(Collected data entries)
============================================================

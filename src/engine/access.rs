//! Access control manager: workbasket access items and the permission
//! lookup built on them.

use super::connection::ConnectionController;
use super::permission::PermissionChecker;
use crate::db::access_items;
use crate::error::{EngineError, Result};
use crate::types::{Permission, WorkbasketAccessItem};
use std::sync::Arc;
use tracing::info;
use uuid::Uuid;

/// Creates, updates and reads access items.
///
/// No uniqueness is enforced on (workbasket, principal); callers are
/// responsible for not creating logically duplicate entries.
#[derive(Clone)]
pub struct AccessControlManager {
    connections: Arc<ConnectionController>,
}

impl AccessControlManager {
    pub fn new(connections: Arc<ConnectionController>) -> Self {
        Self { connections }
    }

    /// Persist a new access item. A fresh id is always assigned.
    pub fn create(&self, item: WorkbasketAccessItem) -> Result<WorkbasketAccessItem> {
        validate(&item)?;

        let item = WorkbasketAccessItem {
            id: Uuid::now_v7().to_string(),
            ..item
        };

        self.connections
            .run("create_access_item", |conn| access_items::insert(conn, &item))?;

        info!(
            id = %item.id,
            workbasket_id = %item.workbasket_id,
            principal = %item.principal,
            "Access item created"
        );
        Ok(item)
    }

    /// Replace the principal and every flag of an existing item.
    ///
    /// The owning workbasket is not changed.
    pub fn update(&self, item: WorkbasketAccessItem) -> Result<WorkbasketAccessItem> {
        if item.principal.trim().is_empty() {
            return Err(EngineError::MissingField("principal"));
        }

        let updated = self.connections.run("update_access_item", |conn| {
            let existing = access_items::find_by_id(conn, &item.id)?
                .ok_or_else(|| EngineError::AccessItemNotFound(item.id.clone()))?;

            let updated = WorkbasketAccessItem {
                workbasket_id: existing.workbasket_id,
                ..item
            };
            if access_items::update(conn, &updated)? == 0 {
                return Err(EngineError::AccessItemNotFound(updated.id));
            }
            Ok(updated)
        })?;

        info!(id = %updated.id, principal = %updated.principal, "Access item updated");
        Ok(updated)
    }

    pub fn get(&self, id: &str) -> Result<WorkbasketAccessItem> {
        self.connections.run("get_access_item", |conn| {
            access_items::find_by_id(conn, id)?
                .ok_or_else(|| EngineError::AccessItemNotFound(id.to_string()))
        })
    }

    /// All items bound to a workbasket, in creation order.
    pub fn list_for_workbasket(&self, workbasket_id: &str) -> Result<Vec<WorkbasketAccessItem>> {
        self.connections.run("list_access_items", |conn| {
            access_items::find_by_workbasket(conn, workbasket_id)
        })
    }
}

impl PermissionChecker for AccessControlManager {
    fn has_permission(
        &self,
        principal: &str,
        workbasket_id: &str,
        permission: Permission,
    ) -> Result<bool> {
        let items = self.connections.run("check_permission", |conn| {
            access_items::find_for_principal(conn, workbasket_id, principal)
        })?;
        Ok(items.iter().any(|item| item.grants(permission)))
    }
}

fn validate(item: &WorkbasketAccessItem) -> Result<()> {
    if item.workbasket_id.trim().is_empty() {
        return Err(EngineError::MissingField("workbasket_id"));
    }
    if item.principal.trim().is_empty() {
        return Err(EngineError::MissingField("principal"));
    }
    Ok(())
}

============================================================

YOUR GOAL: When you reach the line containing "let existing = access_items::find_by_id(conn, &item.id)?" in the data above, start copying exactly, and stop after the line containing "info!(id = %updated.id, principal".

PROBLEM SOLUTION:
            let existing = access_items::find_by_id(conn, &item.id)?
                .ok_or_else(|| EngineError::AccessItemNotFound(item.id.clone()))?;

            let updated = WorkbasketAccessItem {
                workbasket_id: existing.workbasket_id,
                ..item
            };
            if access_items::update(conn, &updated)? == 0 {
                return Err(EngineError::AccessItemNotFound(updated.id));
            }
            Ok(updated)
        })?;

        info!(id = %updated.id, principal = %updated.principal, "Access item updated");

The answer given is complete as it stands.